My first real encounter with the controversy that can surround a book taught me all this convincingly and on an exceedingly small and intimate scale, taught me about individual taste, about adolescent insurrection, about that great chasm that sometimes arises between one generation and another. My gentle mother was sitting in our living room when she literally hurled the book she had been reading across the coffee table and onto the floor, where chance—and good fortune—made it land not far from my own feet. “This is a dirty book!” my mother said, leaving the room, leaving the book, leaving me to discover that Portnoy’s Complaint was as funny and intelligent a novel as I had ever read. I have to wonder now, with teenagers in the house, what my mother was thinking that day. Didn’t she know that the book felt deeply true at some level, that its sexual content was merely the garment to clothe its important notions about the nature of masculinity? And, above all, didn’t she know that I would pick it up and read it the moment she was gone, hearing her distress signal as the clarion cry to forbidden fruit?

  It is difficult not to think of that clarion call, of the notion of forbidden fruit, looking at the list of America’s banned books. It is difficult not to conclude, too, looking at the list, that the books dominating it are of two sorts: books that are inarguably excellent, and those that merely have the virtue of some sort of truth. The Banned Books Resource Guide of 1997 documents efforts to ban Sinclair Lewis, Moby Dick (because it “conflicts with the values of the community” in a town in Texas), Of Mice and Men, and Chaucer. It also has three pages detailing efforts to suppress the young adult novels of Judy Blume, which have sold millions of copies to adolescents who recognized their own problems and pain in their pages. Ms. Blume’s Forever, about sex between teenagers, was challenged in Scranton because it contains “four-letter words and talked about masturbation, birth control, and disobedience to parents,” in Missouri because it promotes “the stranglehold of humanism on life in America,” and was moved from the young adult section in Nebraska because it is “pornographic and does not promote the sanctity of … family life.”

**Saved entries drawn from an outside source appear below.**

//! Library placeholders and the addresses libraries were found at.

use alloy_primitives::Address;
use bytecode_verify_artifacts_solc::{
    library_placeholder, Artifact, BytecodeObject, LinkReferences, Offsets, PLACEHOLDER_LEN,
};
use bytecode_verify_core::{utils::address_hex, Result, VerifyError};
use serde::{ser::SerializeMap, Serialize, Serializer};
use std::collections::{btree_map::Entry, BTreeMap};

/// Where a single library is linked into one contract.
#[derive(Clone, Debug, PartialEq, Eq)]
pub struct LibraryLink {
    pub source_path: String,
    /// The `__$<hash>$__` token at each of `offsets` in the unlinked code.
    pub placeholder: String,
    pub offsets: Vec<Offsets>,
}

/// The libraries a contract links against, from the link references of its artifact.
#[derive(Clone, Debug, Default, PartialEq, Eq)]
pub struct LibraryPositions {
    links: BTreeMap<String, LibraryLink>,
}

impl LibraryPositions {
    pub fn from_link_references(refs: &LinkReferences) -> Self {
        let mut positions = Self::default();
        for (file, libs) in refs {
            for (name, offsets) in libs {
                positions.register(name, file, offsets.clone());
            }
        }
        positions
    }

    /// Positions of the libraries `artifact` links against.
    ///
    /// Artifacts without link references get the offsets of the placeholders found in their
    /// runtime code instead. Artifacts of the same contract in other build outputs are never
    /// consulted, the highest priority artifact fully describes the contract.
    pub fn for_artifact(artifact: &Artifact) -> Self {
        let refs = artifact.link_references();
        if !refs.is_empty() {
            return Self::from_link_references(refs);
        }

        let mut positions = Self::default();
        let BytecodeObject::Unlinked(code) = artifact.deployed_object() else {
            return positions;
        };
        for (name, source_path) in artifact.library_dependencies() {
            let placeholder = library_placeholder(&source_path, &name);
            let offsets = code
                .match_indices(&placeholder)
                .filter(|(at, _)| at % 2 == 0)
                .map(|(at, _)| Offsets { start: (at / 2) as u32, length: PLACEHOLDER_LEN as u32 / 2 })
                .collect();
            positions.register(&name, &source_path, offsets);
        }
        positions
    }

    /// Registers the offsets `name` declared in `source_path` is linked at.
    pub fn register(&mut self, name: &str, source_path: &str, offsets: Vec<Offsets>) {
        let placeholder = library_placeholder(source_path, name);
        trace!(library = name, source_path, %placeholder, ?offsets, "registered link reference");
        self.links.insert(
            name.to_string(),
            LibraryLink { source_path: source_path.to_string(), placeholder, offsets },
        );
    }

    pub fn get(&self, name: &str) -> Option<&LibraryLink> {
        self.links.get(name)
    }

    pub fn iter(&self) -> impl Iterator<Item = (&str, &LibraryLink)> + '_ {
        self.links.iter().map(|(name, link)| (name.as_str(), link))
    }

    pub fn library_names(&self) -> impl Iterator<Item = &str> + '_ {
        self.links.keys().map(String::as_str)
    }

    pub fn is_empty(&self) -> bool {
        self.links.is_empty()
    }

    /// The first byte after the last link reference, the minimum length of code linking these.
    pub fn end(&self) -> usize {
        self.links
            .values()
            .flat_map(|link| &link.offsets)
            .map(|o| o.byte_range().end)
            .max()
            .unwrap_or_default()
    }
}

#[derive(Clone, Debug, PartialEq, Eq)]
pub struct LibraryEntry {
    pub address: Address,
    pub source_path: String,
}

/// Library name to the address it was found deployed at.
///
/// Entries are only ever added, a library found at two different addresses is an error.
#[derive(Clone, Debug, Default, PartialEq, Eq)]
pub struct LibraryAddressTable {
    entries: BTreeMap<String, LibraryEntry>,
}

impl LibraryAddressTable {
    pub fn new() -> Self {
        Self::default()
    }

    /// Records `address` for `name`, read at byte `position` of some contract's code.
    ///
    /// Returns `true` if the library wasn't known before.
    pub fn record(
        &mut self,
        name: &str,
        source_path: &str,
        address: Address,
        position: usize,
    ) -> Result<bool> {
        match self.entries.entry(name.to_string()) {
            Entry::Vacant(entry) => {
                debug!(library = name, %address, source_path, "found library address");
                entry.insert(LibraryEntry { address, source_path: source_path.to_string() });
                Ok(true)
            }
            Entry::Occupied(entry) if entry.get().address == address => Ok(false),
            Entry::Occupied(entry) => Err(VerifyError::LibraryAddressConflict {
                library: name.to_string(),
                position,
                existing: entry.get().address,
                found: address,
            }),
        }
    }

    /// Reads the address of every library in `positions` out of the deployed `code`.
    pub fn collect(&mut self, code: &[u8], positions: &LibraryPositions) -> Result<()> {
        for (name, link) in positions.iter() {
            for offset in &link.offsets {
                let range = offset.byte_range();
                let Some(bytes) = code.get(range.clone()).filter(|b| b.len() == 20) else {
                    return Err(VerifyError::msg(format!(
                        "can't read address of library {name} at bytes {range:?} of {} byte code",
                        code.len()
                    )));
                };
                self.record(name, &link.source_path, Address::from_slice(bytes), range.start)?;
            }
        }
        Ok(())
    }

    pub fn get(&self, name: &str) -> Option<&LibraryEntry> {
        self.entries.get(name)
    }

    pub fn address(&self, name: &str) -> Option<Address> {
        self.get(name).map(|entry| entry.address)
    }

    pub fn contains(&self, name: &str) -> bool {
        self.entries.contains_key(name)
    }

    pub fn len(&self) -> usize {
        self.entries.len()
    }

    pub fn is_empty(&self) -> bool {
        self.entries.is_empty()
    }

    pub fn iter(&self) -> impl Iterator<Item = (&str, &LibraryEntry)> + '_ {
        self.entries.iter().map(|(name, entry)| (name.as_str(), entry))
    }

    /// `name -> address`, the form consumed by deployment tooling.
    pub fn addresses(&self) -> BTreeMap<String, Address> {
        self.entries.iter().map(|(name, entry)| (name.clone(), entry.address)).collect()
    }
}

/// Serializes as `{ "<name>": "0x<address>" }`.
impl Serialize for LibraryAddressTable {
    fn serialize<S: Serializer>(&self, s: S) -> std::result::Result<S::Ok, S::Error> {
        let mut map = s.serialize_map(Some(self.entries.len()))?;
        for (name, entry) in &self.entries {
            map.serialize_entry(name, &format!("0x{}", address_hex(&entry.address)))?;
        }
        map.end()
    }
}

#[cfg(test)]
mod tests {
    use super::*;
    use bytecode_verify_artifacts_solc::bytecode::PUSH20;

    fn positions() -> LibraryPositions {
        let mut positions = LibraryPositions::default();
        positions.register(
            "Bar",
            "contracts/Bar.sol",
            vec![Offsets { start: 1, length: 20 }, Offsets { start: 22, length: 20 }],
        );
        positions
    }

    fn code_with(address: Address, other: Address) -> Vec<u8> {
        let mut code = vec![PUSH20];
        code.extend_from_slice(address.as_slice());
        code.push(PUSH20);
        code.extend_from_slice(other.as_slice());
        code
    }

    #[test]
    fn collects_library_addresses() {
        let bar = Address::with_last_byte(0xbb);
        let mut table = LibraryAddressTable::new();
        table.collect(&code_with(bar, bar), &positions()).unwrap();

        assert_eq!(table.address("Bar"), Some(bar));
        assert_eq!(table.get("Bar").unwrap().source_path, "contracts/Bar.sol");
        assert_eq!(positions().end(), 42);

        // seen again from another contract
        table.collect(&code_with(bar, bar), &positions()).unwrap();
        assert_eq!(table.len(), 1);
    }

    #[test]
    fn positions_come_from_highest_priority_artifact() {
        use bytecode_verify_artifacts_solc::{ArtifactRepository, ArtifactSet};

        let placeholder = library_placeholder("contracts/Bar.sol", "Bar");
        let mut linked = ArtifactSet::new("out-0.8");
        linked.insert(
            Artifact::from_json(
                "Foo",
                serde_json::json!({
                    "abi": [],
                    "deployedBytecode": {
                        "object": format!("0x73{placeholder}"),
                        "linkReferences": {
                            "contracts/Bar.sol": { "Bar": [{ "start": 1, "length": 20 }] }
                        }
                    }
                }),
            )
            .unwrap(),
        );
        let mut plain = ArtifactSet::new("out");
        plain.insert(
            Artifact::from_json("Foo", serde_json::json!({ "abi": [], "deployedBytecode": "0x6001" }))
                .unwrap(),
        );

        let repo = ArtifactRepository::new(vec![plain, linked.clone()]);
        assert!(LibraryPositions::for_artifact(repo.get("Foo").unwrap()).is_empty());

        let repo = ArtifactRepository::new(vec![linked]);
        let positions = LibraryPositions::for_artifact(repo.get("Foo").unwrap());
        assert_eq!(positions.library_names().collect::<Vec<_>>(), ["Bar"]);
    }

    #[test]
    fn positions_from_placeholders() {
        let placeholder = library_placeholder("contracts/Bar.sol", "Bar");
        let artifact = Artifact::from_json(
            "Foo",
            serde_json::json!({
                "abi": [],
                "deployedBytecode": format!("0x6000{placeholder}6001{placeholder}"),
                "metadata": { "sources": { "contracts/Bar.sol": {}, "contracts/Foo.sol": {} } }
            }),
        )
        .unwrap();

        let positions = LibraryPositions::for_artifact(&artifact);
        assert_eq!(positions.library_names().collect::<Vec<_>>(), ["Bar"]);
        assert_eq!(
            positions.get("Bar").unwrap().offsets,
            vec![Offsets { start: 2, length: 20 }, Offsets { start: 24, length: 20 }]
        );
    }

    #[test]
    fn conflicting_addresses_are_an_error() {
        let mut table = LibraryAddressTable::new();
        let err = table
            .collect(&code_with(Address::with_last_byte(1), Address::with_last_byte(2)), &positions())
            .unwrap_err();
        match err {
            VerifyError::LibraryAddressConflict { library, position, existing, found } => {
                assert_eq!(library, "Bar");
                assert_eq!(position, 22);
                assert_eq!(existing, Address::with_last_byte(1));
                assert_eq!(found, Address::with_last_byte(2));
            }
            err => panic!("unexpected error: {err}"),
        }
        // the first address stays
        assert_eq!(table.address("Bar"), Some(Address::with_last_byte(1)));
    }

    #[test]
    fn short_code_is_an_error() {
        let mut table = LibraryAddressTable::new();
        assert!(table.collect(&[PUSH20, 0x01], &positions()).is_err());
        assert!(table.is_empty());
    }

    #[test]
    fn serializes_as_address_map() {
        let mut table = LibraryAddressTable::new();
        table.record("Bar", "contracts/Bar.sol", Address::with_last_byte(0xbb), 0).unwrap();
        let json = serde_json::to_value(&table).unwrap();
        assert_eq!(json, serde_json::json!({ "Bar": "0x00000000000000000000000000000000000000bb" }));
    }
}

  It’s an interesting word, that word “pornographic,” which, along with the adjective “obscene,” has been at the heart of many legal decisions about printed materials. The most entertaining—and telling—exchange was that between Margaret Anderson, the New York bookstore owner who tried to publish Ulysses in the United States, and John Quinn, the lawyer who represented her when she was prosecuted for doing so. At the end of the proceedings—lost by the champions of free speech—Quinn warned his client, “And now, for God’s sake, don’t publish any more obscene literature!”

  Anderson replied, “How am I to know when it’s obscene?”

  “I’m sure I don’t know,” said the lawyer. “But don’t do it.”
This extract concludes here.